The mid 90s produced a swag of great albums for Christian music. Albums emerged that indicated not all Christian musicians were pretenders. Some truly took the music to a higher level, one that would be expected of followers of the Creator.
Rich Mullins' A Liturgy, A Legacy, & A Ragamuffin Band is a classic example of that. Revered by both mainstream Christian and the indie Christians, Mullins blends clever heartfelt tunes with engrossing dazzling arrangements. His Ragamuffin band consists of many well known names including Jimmy A on guitar and Chris McHugh, possibly the world's most innovative and talented drummer.
The album is mostly split into two sections, the Liturgy (tracks 2-6) and the Legacy (tracks 7-12), with "Here in America" being something of a prelude. The dramatic "52:10" kicks off the liturgy with virtuoso drumming and irregular time signatures (and on a personal note has been sitting in my top 3 songs of all time ever since I first heard it). "The Color Green" keeps things moving, incorporating a Celtic influence and is another highlight of the album.
"Hold Me Jesus" is one of the more well-known songs on the album, and is a slightly more intimate affair compared with previous songs.

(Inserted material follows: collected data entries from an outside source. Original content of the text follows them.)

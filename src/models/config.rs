use std::fmt;
use std::path::Path;
use std::str::FromStr;

use color_match::{ColorSpace, KmeansOptions, MatchRequest, Palette, Summarizer, DEFAULT_RESIZE};
use serde::{Deserialize, Deserializer};
use serde_yaml::{Mapping, Value};

use crate::error::ConfigError;

/// Application configuration loaded from config.yaml
#[derive(Debug, Deserialize, Clone, PartialEq)]
pub struct AppConfig {
    /// Reference palette: a built-in table name or an ordered name -> hex map
    #[serde(default)]
    pub palette: PaletteConfig,

    /// Space used when a request does not name one
    #[serde(default, deserialize_with = "parse_from_str")]
    pub default_space: ColorSpace,

    /// Summarizer used when a request does not name one
    #[serde(default, deserialize_with = "parse_from_str")]
    pub default_summarizer: Summarizer,

    /// Cluster count for the k-means summarizer
    #[serde(default = "default_clusters")]
    pub clusters: usize,

    /// Working resolution; `null` keeps images at their decoded size
    #[serde(default = "default_resize_to")]
    pub resize_to: Option<u32>,

    /// Per-space distance limits
    #[serde(default)]
    pub max_distances: MaxDistances,

    /// Fixed k-means seed (entropy-seeded per call when unset)
    #[serde(default)]
    pub seed: Option<u64>,
}

fn default_clusters() -> usize {
    5
}

fn default_resize_to() -> Option<u32> {
    Some(DEFAULT_RESIZE)
}

/// Palette source
#[derive(Debug, Deserialize, Clone, PartialEq)]
#[serde(untagged)]
pub enum PaletteConfig {
    /// Name of a built-in table (css3, css21, html4)
    Builtin(String),
    /// Explicit entries, in file order
    Entries(Mapping),
}

impl Default for PaletteConfig {
    fn default() -> Self {
        PaletteConfig::Builtin("css3".to_string())
    }
}

impl fmt::Display for PaletteConfig {
    fn fmt(&self, f: &mut fmt::Formatter<'_>) -> fmt::Result {
        match self {
            PaletteConfig::Builtin(name) => write!(f, "builtin '{name}'"),
            PaletteConfig::Entries(map) => write!(f, "custom ({} entries)", map.len()),
        }
    }
}

impl PaletteConfig {
    /// Build the palette this configuration describes.
    pub fn build(&self) -> Result<Palette, ConfigError> {
        match self {
            PaletteConfig::Builtin(name) => Ok(Palette::builtin_named(name)?),
            PaletteConfig::Entries(map) => {
                let mut entries = Vec::with_capacity(map.len());
                for (key, value) in map {
                    let name = scalar_text(key).ok_or_else(|| ConfigError::Invalid {
                        field: "palette",
                        message: format!("entry name {key:?} is not a string"),
                    })?;
                    // Unquoted `#rrggbb` is a YAML comment and arrives as null,
                    // digit-only hex arrives as a number. Both surface as a
                    // parse error naming the entry.
                    let hex = scalar_text(value).ok_or_else(|| ConfigError::Invalid {
                        field: "palette",
                        message: format!("colour of '{name}' is not a string"),
                    })?;
                    entries.push((name, hex));
                }
                Ok(Palette::from_hex(entries)?)
            }
        }
    }
}

fn scalar_text(value: &Value) -> Option<String> {
    match value {
        Value::String(s) => Some(s.clone()),
        Value::Number(n) => Some(n.to_string()),
        Value::Bool(b) => Some(b.to_string()),
        Value::Null => Some(String::new()),
        _ => None,
    }
}

/// Distance limits applied when a request does not set one
#[derive(Debug, Deserialize, Clone, Copy, PartialEq)]
pub struct MaxDistances {
    #[serde(default = "default_srgb_distance")]
    pub srgb: f64,

    #[serde(default = "default_lab_distance")]
    pub lab: f64,
}

fn default_srgb_distance() -> f64 {
    ColorSpace::Srgb.default_max_distance()
}

fn default_lab_distance() -> f64 {
    ColorSpace::Lab.default_max_distance()
}

impl Default for MaxDistances {
    fn default() -> Self {
        Self {
            srgb: default_srgb_distance(),
            lab: default_lab_distance(),
        }
    }
}

impl MaxDistances {
    pub fn get(&self, space: ColorSpace) -> f64 {
        match space {
            ColorSpace::Srgb => self.srgb,
            ColorSpace::Lab => self.lab,
        }
    }
}

fn parse_from_str<'de, D, T>(deserializer: D) -> Result<T, D::Error>
where
    D: Deserializer<'de>,
    T: FromStr,
    T::Err: fmt::Display,
{
    let s = String::deserialize(deserializer)?;
    s.parse().map_err(serde::de::Error::custom)
}

impl AppConfig {
    /// Load configuration from `path`.
    ///
    /// With no path, or a path that does not exist, the defaults are used.
    /// A file that exists but cannot be read, parsed or validated is an
    /// error.
    pub fn load(path: Option<&Path>) -> Result<Self, ConfigError> {
        let Some(path) = path else {
            tracing::info!("No config file given, using defaults");
            return Ok(Self::default());
        };

        if !path.exists() {
            tracing::warn!(path = %path.display(), "Config file not found, using defaults");
            return Ok(Self::default());
        }

        let content = std::fs::read_to_string(path).map_err(|source| ConfigError::Read {
            path: path.to_path_buf(),
            source,
        })?;
        let config = Self::from_yaml_str(&content)?;
        tracing::info!(
            path = %path.display(),
            palette = %config.palette,
            space = %config.default_space,
            summarizer = config.default_summarizer.name(),
            "Loaded configuration"
        );
        Ok(config)
    }

    /// Parse and validate YAML configuration text.
    pub fn from_yaml_str(content: &str) -> Result<Self, ConfigError> {
        // An empty document means "all defaults"
        let config: Self = if content.trim().is_empty() {
            Self::default()
        } else {
            serde_yaml::from_str(content)?
        };
        config.validate()?;
        Ok(config)
    }

    /// Check value ranges that serde cannot express.
    pub fn validate(&self) -> Result<(), ConfigError> {
        if self.clusters == 0 {
            return Err(ConfigError::Invalid {
                field: "clusters",
                message: "must be at least 1".to_string(),
            });
        }
        if self.resize_to == Some(0) {
            return Err(ConfigError::Invalid {
                field: "resize_to",
                message: "must be at least 1 (or null for no resize)".to_string(),
            });
        }
        for space in ColorSpace::ALL {
            let limit = self.max_distances.get(space);
            if limit.is_nan() || limit < 0.0 {
                return Err(ConfigError::Invalid {
                    field: "max_distances",
                    message: format!("{space} limit must be a non-negative number, got {limit}"),
                });
            }
        }
        Ok(())
    }

    /// Summarizer with the configured cluster count and seed applied.
    pub fn summarizer(&self) -> Summarizer {
        self.apply_kmeans_settings(self.default_summarizer)
    }

    /// Give a k-means summarizer the configured cluster count and seed.
    pub fn apply_kmeans_settings(&self, summarizer: Summarizer) -> Summarizer {
        match summarizer {
            Summarizer::Mean => Summarizer::Mean,
            Summarizer::Dominant(_) => Summarizer::Dominant(KmeansOptions {
                clusters: self.clusters,
                seed: self.seed,
                ..KmeansOptions::default()
            }),
        }
    }

    /// Request carrying every configured default.
    pub fn default_request(&self) -> MatchRequest {
        MatchRequest::new()
            .space(self.default_space)
            .summarizer(self.summarizer())
            .resize_to(self.resize_to)
            .max_distance(self.max_distances.get(self.default_space))
    }
}

impl Default for AppConfig {
    fn default() -> Self {
        Self {
            palette: PaletteConfig::default(),
            default_space: ColorSpace::default(),
            default_summarizer: Summarizer::default(),
            clusters: default_clusters(),
            resize_to: default_resize_to(),
            max_distances: MaxDistances::default(),
            seed: None,
        }
    }
}
//! Summarization strategy selection.

use std::fmt;
use std::str::FromStr;

use super::error::{ParseSummarizerError, SummarizeError};
use super::image_buffer::ImageBuffer;
use super::kmeans::{dominant, KmeansOptions};
use super::mean::mean;
use crate::color::Srgb;

/// How an image is reduced to a single color.
#[derive(Debug, Clone, Copy, PartialEq, Eq, Default)]
pub enum Summarizer {
    /// Per-channel arithmetic mean of all pixels.
    #[default]
    Mean,
    /// Centroid of the largest k-means cluster.
    Dominant(KmeansOptions),
}

impl Summarizer {
    /// Lowercase identifier used in configuration and on the command line.
    pub fn name(&self) -> &'static str {
        match self {
            Summarizer::Mean => "mean",
            Summarizer::Dominant(_) => "kmeans",
        }
    }

    /// Reduce `image` to one color.
    pub fn summarize(&self, image: &ImageBuffer) -> Result<Srgb, SummarizeError> {
        match self {
            Summarizer::Mean => Ok(mean(image)),
            Summarizer::Dominant(options) => dominant(image, options),
        }
    }
}

impl fmt::Display for Summarizer {
    fn fmt(&self, f: &mut fmt::Formatter<'_>) -> fmt::Result {
        match self {
            Summarizer::Mean => f.write_str("mean"),
            Summarizer::Dominant(options) => write!(f, "kmeans(k={})", options.clusters),
        }
    }
}

impl FromStr for Summarizer {
    type Err = ParseSummarizerError;

    /// Parses `mean` or `kmeans` (also `k-means`, `dominant`). The k-means
    /// variant starts from [`KmeansOptions::default`].
    fn from_str(s: &str) -> Result<Self, Self::Err> {
        match s.trim().to_ascii_lowercase().as_str() {
            "mean" | "average" => Ok(Summarizer::Mean),
            "kmeans" | "k-means" | "dominant" => Ok(Summarizer::Dominant(KmeansOptions::default())),
            _ => Err(ParseSummarizerError(s.to_string())),
        }
    }
}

But "Creed" gets things moving again with a very lively recital of the Apostles' Creed (but smoother than the Petra song "Creed") and displaying splashes of instruments throughout. "Peace" rounds out the Liturgy with guts and beauty.
The Legacy, while still of high quality, perhaps doesn't quite reach the heights of the first half of the album. In a sense, the Liturgy songs have more of a legacy than the Legacy songs do. That said, there is quality music here in droves. The instrumental "78 Eatonwood Green" is a reminder of Rich's skills on the dulcimer. "Hard" and "I'll Carry On" are solid tunes if somewhat unspectacular compared to the rest of the album. The lowlight of the album is easily "You Gotta Get Up," which feels undercooked and not on par with the rest of the album.
However, the Legacy ends strongly. The cover of Mark Heard's "How to Grow up Big and Strong" has a neat little lyrical trick and is a fun way to build toward the end of the album. I haven't heard the original so I can't compare the two. "Land of My Sojourn" brings the dulcimer to the forefront again, and ties the album up well.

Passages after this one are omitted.